Ünlü yönetmen sanattan kazandı, Erzincan’da çiftlik kurdu

Gila Benmayor, toplumsal medyada yaptığı paylaşımda, direktör ve sanatçı Kutluğ Ataman’ın çiftliğine ziyareti şöyle anlattı:

“Tam bir hafta olmuş Palanga çiftliğini ziyaret edeli ancak kalbim orada kaldı. Yönetmen/sanatçı Kutluğ Ataman’ın aile yeri üzerine kurduğu Palanga 1888 çiftliği yeni bir tarım ve sanat modeli. Çiftlikteki ödüllü mesken ve hayvan barınakları ünlü mimarların tasarımı. Dünyanın önde gelen müzelerinde yapıtları olan Kutluğ Ataman ile içinde yaşadığı doğayı, sanatı, koleksiyonerliği konuştuk.”
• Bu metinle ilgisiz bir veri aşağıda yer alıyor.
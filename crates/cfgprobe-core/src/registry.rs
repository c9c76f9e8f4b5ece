//! Probe registry and dependency ordering.
//!
//! Capabilities are kept in declaration order; that order is the emission
//! order and the tie-breaker for every graph traversal, so no result ever
//! depends on hash iteration. An edge `A → B` means "B depends on A".
//!
//! Ordering is computed with Kahn's algorithm; waves of the algorithm form
//! [`ProbeRegistry::evaluation_levels`], whose members are mutually
//! independent and may be probed concurrently.

use std::collections::{BTreeSet, HashMap, HashSet};

use crate::capability::Capability;
use crate::error::{ConfigureError, Result};

/// Ordered collection of declared capabilities.
#[derive(Debug, Clone, Default)]
pub struct ProbeRegistry {
    capabilities: Vec<Capability>,
    index: HashMap<String, usize>,
}

impl ProbeRegistry {
    /// Create an empty registry.
    pub fn new() -> Self {
        Self::default()
    }

    /// Build a registry from capabilities in declaration order.
    pub fn from_capabilities(capabilities: impl IntoIterator<Item = Capability>) -> Result<Self> {
        let mut registry = Self::new();
        for capability in capabilities {
            registry.register(capability)?;
        }
        Ok(registry)
    }

    /// Add a capability at the end of the declaration order.
    ///
    /// Returns [`ConfigureError::DuplicateCapability`] if the name is taken
    /// and [`ConfigureError::InvalidCapability`] if the declaration is
    /// incomplete. Dependencies may name capabilities registered later.
    pub fn register(&mut self, capability: Capability) -> Result<()> {
        if self.index.contains_key(&capability.name) {
            return Err(ConfigureError::DuplicateCapability {
                name: capability.name,
            });
        }
        capability
            .validate()
            .map_err(|reason| ConfigureError::InvalidCapability {
                name: capability.name.clone(),
                reason,
            })?;

        self.index
            .insert(capability.name.clone(), self.capabilities.len());
        self.capabilities.push(capability);
        Ok(())
    }

    pub fn len(&self) -> usize {
        self.capabilities.len()
    }

    pub fn is_empty(&self) -> bool {
        self.capabilities.is_empty()
    }

    pub fn get(&self, name: &str) -> Option<&Capability> {
        self.index.get(name).map(|&i| &self.capabilities[i])
    }

    pub fn contains(&self, name: &str) -> bool {
        self.index.contains_key(name)
    }

    /// Capabilities in declaration order.
    pub fn capabilities(&self) -> &[Capability] {
        &self.capabilities
    }

    /// Check that every dependency exists and the graph is acyclic.
    pub fn validate(&self) -> Result<()> {
        self.evaluation_levels().map(|_| ())
    }

    /// Capabilities with dependencies before dependents; independent
    /// capabilities keep their declaration order.
    pub fn topological_order(&self) -> Result<Vec<&Capability>> {
        Ok(self.evaluation_levels()?.into_iter().flatten().collect())
    }

    /// Kahn waves: wave `n` holds every capability whose deepest
    /// dependency chain has length `n`. Each wave is in declaration order.
    pub fn evaluation_levels(&self) -> Result<Vec<Vec<&Capability>>> {
        let upstream = self.upstream_indices()?;

        let mut in_degree: Vec<usize> = upstream.iter().map(|deps| deps.len()).collect();
        let mut downstream: Vec<Vec<usize>> = vec![Vec::new(); self.capabilities.len()];
        for (dependent, deps) in upstream.iter().enumerate() {
            for &dep in deps {
                downstream[dep].push(dependent);
            }
        }

        let mut wave: BTreeSet<usize> = in_degree
            .iter()
            .enumerate()
            .filter(|(_, &deg)| deg == 0)
            .map(|(i, _)| i)
            .collect();

        let mut levels = Vec::new();
        let mut placed = 0usize;

        while !wave.is_empty() {
            let mut next = BTreeSet::new();
            for &i in &wave {
                for &dependent in &downstream[i] {
                    in_degree[dependent] -= 1;
                    if in_degree[dependent] == 0 {
                        next.insert(dependent);
                    }
                }
            }
            placed += wave.len();
            levels.push(wave.iter().map(|&i| &self.capabilities[i]).collect());
            wave = next;
        }

        if placed != self.capabilities.len() {
            let cycle = self.find_cycle(&upstream).unwrap_or_else(|| {
                self.capabilities
                    .iter()
                    .enumerate()
                    .filter(|(i, _)| in_degree[*i] > 0)
                    .map(|(_, c)| c.name.clone())
                    .collect()
            });
            return Err(ConfigureError::CyclicDependency { cycle });
        }

        Ok(levels)
    }

    /// Direct dependencies of every capability as declaration indices.
    fn upstream_indices(&self) -> Result<Vec<BTreeSet<usize>>> {
        self.capabilities
            .iter()
            .map(|cap| {
                cap.dependencies
                    .iter()
                    .map(|dep| {
                        self.index
                            .get(dep)
                            .copied()
                            .ok_or_else(|| ConfigureError::UnknownDependency {
                                capability: cap.name.clone(),
                                dependency: dep.clone(),
                            })
                    })
                    .collect::<Result<BTreeSet<usize>>>()
            })
            .collect()
    }

    /// DFS along dependency edges; returns the first cycle found as a path
    /// that starts and ends at the same capability.
    fn find_cycle(&self, upstream: &[BTreeSet<usize>]) -> Option<Vec<String>> {
        let mut finished = HashSet::new();
        let mut path = Vec::new();
        for start in 0..self.capabilities.len() {
            if self.dfs_cycle(start, upstream, &mut finished, &mut path) {
                return Some(path.iter().map(|&i| self.capabilities[i].name.clone()).collect());
            }
        }
        None
    }

    fn dfs_cycle(
        &self,
        node: usize,
        upstream: &[BTreeSet<usize>],
        finished: &mut HashSet<usize>,
        path: &mut Vec<usize>,
    ) -> bool {
        if let Some(pos) = path.iter().position(|&n| n == node) {
            path.drain(..pos);
            path.push(node);
            return true;
        }
        if finished.contains(&node) {
            return false;
        }
        path.push(node);
        for &dep in &upstream[node] {
            if self.dfs_cycle(dep, upstream, finished, path) {
                return true;
            }
        }
        path.pop();
        finished.insert(node);
        false
    }
}
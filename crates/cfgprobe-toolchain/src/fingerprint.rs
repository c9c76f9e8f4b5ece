//! Toolchain fingerprinting
//!
//! A fingerprint identifies the environment a record was produced against:
//! compiler identity, flags and target. It changes whenever any input that
//! could change a probe outcome changes.

use crate::environment::ProbeEnvironment;
use serde::{Deserialize, Serialize};
use sha2::{Digest, Sha256};
use std::process::Stdio;
use tokio::process::Command;
use tracing::{debug, warn};

/// Content-addressable identity of a [`ProbeEnvironment`].
#[derive(Debug, Clone, PartialEq, Eq, Hash, Serialize, Deserialize)]
pub struct ToolchainFingerprint {
    /// SHA-256 over compiler banner, flags and target
    pub digest: String,
    /// First line of `compiler --version`, when it could be obtained
    pub compiler_banner: Option<String>,
}

impl ToolchainFingerprint {
    /// Short digest (first 12 characters)
    pub fn short(&self) -> &str {
        &self.digest[..12.min(self.digest.len())]
    }
}

impl std::fmt::Display for ToolchainFingerprint {
    fn fmt(&self, f: &mut std::fmt::Formatter<'_>) -> std::fmt::Result {
        write!(f, "{}", self.digest)
    }
}

/// Fingerprint `env`, querying the compiler for its version banner.
pub async fn fingerprint(env: &ProbeEnvironment) -> ToolchainFingerprint {
    let banner = compiler_banner(env).await;
    fingerprint_with_banner(env, banner)
}

/// Fingerprint `env` with an already known compiler banner.
pub fn fingerprint_with_banner(
    env: &ProbeEnvironment,
    compiler_banner: Option<String>,
) -> ToolchainFingerprint {
    let mut hasher = Sha256::new();

    hasher.update(b"compiler:");
    hasher.update(env.compiler.to_string_lossy().as_bytes());
    hasher.update(b"\0");
    if let Some(banner) = &compiler_banner {
        hasher.update(banner.as_bytes());
    }
    hasher.update(b"\0");

    for (label, values) in [
        ("cflags", &env.cflags),
        ("ldflags", &env.ldflags),
        ("libs", &env.libs),
    ] {
        hasher.update(label.as_bytes());
        hasher.update(b":");
        for value in values {
            hasher.update(value.as_bytes());
            hasher.update(b"\0");
        }
    }

    hasher.update(b"target:");
    hasher.update(env.effective_target().as_bytes());

    let digest = hex::encode(hasher.finalize());
    debug!("Toolchain fingerprint: {}", &digest[..12]);
    ToolchainFingerprint {
        digest,
        compiler_banner,
    }
}

async fn compiler_banner(env: &ProbeEnvironment) -> Option<String> {
    let output = Command::new(&env.compiler)
        .arg("--version")
        .stdin(Stdio::null())
        .output();

    match tokio::time::timeout(env.timeout(), output).await {
        Ok(Ok(out)) if out.status.success() => String::from_utf8_lossy(&out.stdout)
            .lines()
            .next()
            .map(|l| l.trim().to_string()),
        Ok(Ok(_)) | Ok(Err(_)) => {
            warn!(compiler = ?env.compiler, "Compiler did not report a version");
            None
        }
        Err(_) => {
            warn!(compiler = ?env.compiler, "Compiler version query timed out");
            None
        }
    }
}

#[cfg(test)]
mod tests {
    use super::*;

    #[test]
    fn test_fingerprint_deterministic() {
        let env = ProbeEnvironment::new("cc");
        let a = fingerprint_with_banner(&env, Some("cc (GCC) 13.2.0".to_string()));
        let b = fingerprint_with_banner(&env, Some("cc (GCC) 13.2.0".to_string()));
        assert_eq!(a, b);
        assert_eq!(a.digest.len(), 64); // SHA256 hex
    }

    #[test]
    fn test_changing_flags_changes_fingerprint() {
        let env = ProbeEnvironment::new("cc");
        let a = fingerprint_with_banner(&env, None);
        let b = fingerprint_with_banner(&env.clone().with_cflags(vec!["-m32".to_string()]), None);
        assert_ne!(a.digest, b.digest);
    }

    #[test]
    fn test_changing_compiler_version_changes_fingerprint() {
        let env = ProbeEnvironment::new("cc");
        let a = fingerprint_with_banner(&env, Some("gcc 12".to_string()));
        let b = fingerprint_with_banner(&env, Some("gcc 13".to_string()));
        assert_ne!(a.digest, b.digest);
        assert_eq!(a.short().len(), 12);
    }

    #[tokio::test]
    async fn test_missing_compiler_has_no_banner() {
        let env = ProbeEnvironment::new("/nonexistent/cfgprobe-cc");
        let fp = fingerprint(&env).await;
        assert!(fp.compiler_banner.is_none());
    }
}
Fotoğraflarını Pelin Özgen’in çektiği, ekonomim.com’da yer alan “Sanatın içine sürüklendiği ticari sisteme uzağım” başlıklı yazısında Gila Benmayor şu mevzulara değindi:

MoMa, Guggenheim, Carnegie Sanat Müzesi (Pittsburgh) Avustralya ve Ortadoğu’nun önde gelen müzelerinde yapıtıyla yer alan yönetmen/sanatçı Kutluğ Ataman bir müddetten beri Erzican’da ‘Palanga Sanat ve Mimarlık Çiftliği’nde yaşıyor. Geçen hafta sonu Arda Türkmen, Elif Yalın üzere şeflerin peşlerine katılıp ziyaret ettiğim Palanga Mimarlık ve Sanat Çiftliği büyük baş ve küçük baş hayvanların yetiştiği bir tarım toprağının ötesinde çağdaş sanat ve mimarlık deneylerinin Türkiye’deki birinci ve tek merkezi. Munzur Dağları’nın eteklerinde, Binboğa köyündeki çiftliğin farklı mimarisinin başlangıç noktası Erginoğlu &Çalışlar Mimarlık tarafından tasarlanan KA Meskeni. Çelik yapı ve ahşap cephesi olan KA Meskeni, Kutluğ Ataman’ın stüdyosu birebir vakitte ve koleksiyonunu barındırıyor. Çiftliğe ziyaretimizin birinci günü, yaşadığı ülkelerde kimi vakit profesyonel olarak mutfağa girmiş olan şef Ataman’ın lezzetlerini tatmak hevesiyle masa başında geçtiği için fakat ikinci gün ünlü mimarların elinden çıkan hayvan barınaklarını görmek için yere çıktık. Kutluğ Ataman ile Canan Tolon, Pınar Yolaçan, Sevimli Neşat, Tracy Emin, İnci Eviner, Aydan Murtezaoğlu, Murat Akagündüz, Damian Hirst üzere sanatkarların tablolarıyla dolu salonunda yaptığımız sohbette eski günlere uzandık oradan da geleceğe zıpladık.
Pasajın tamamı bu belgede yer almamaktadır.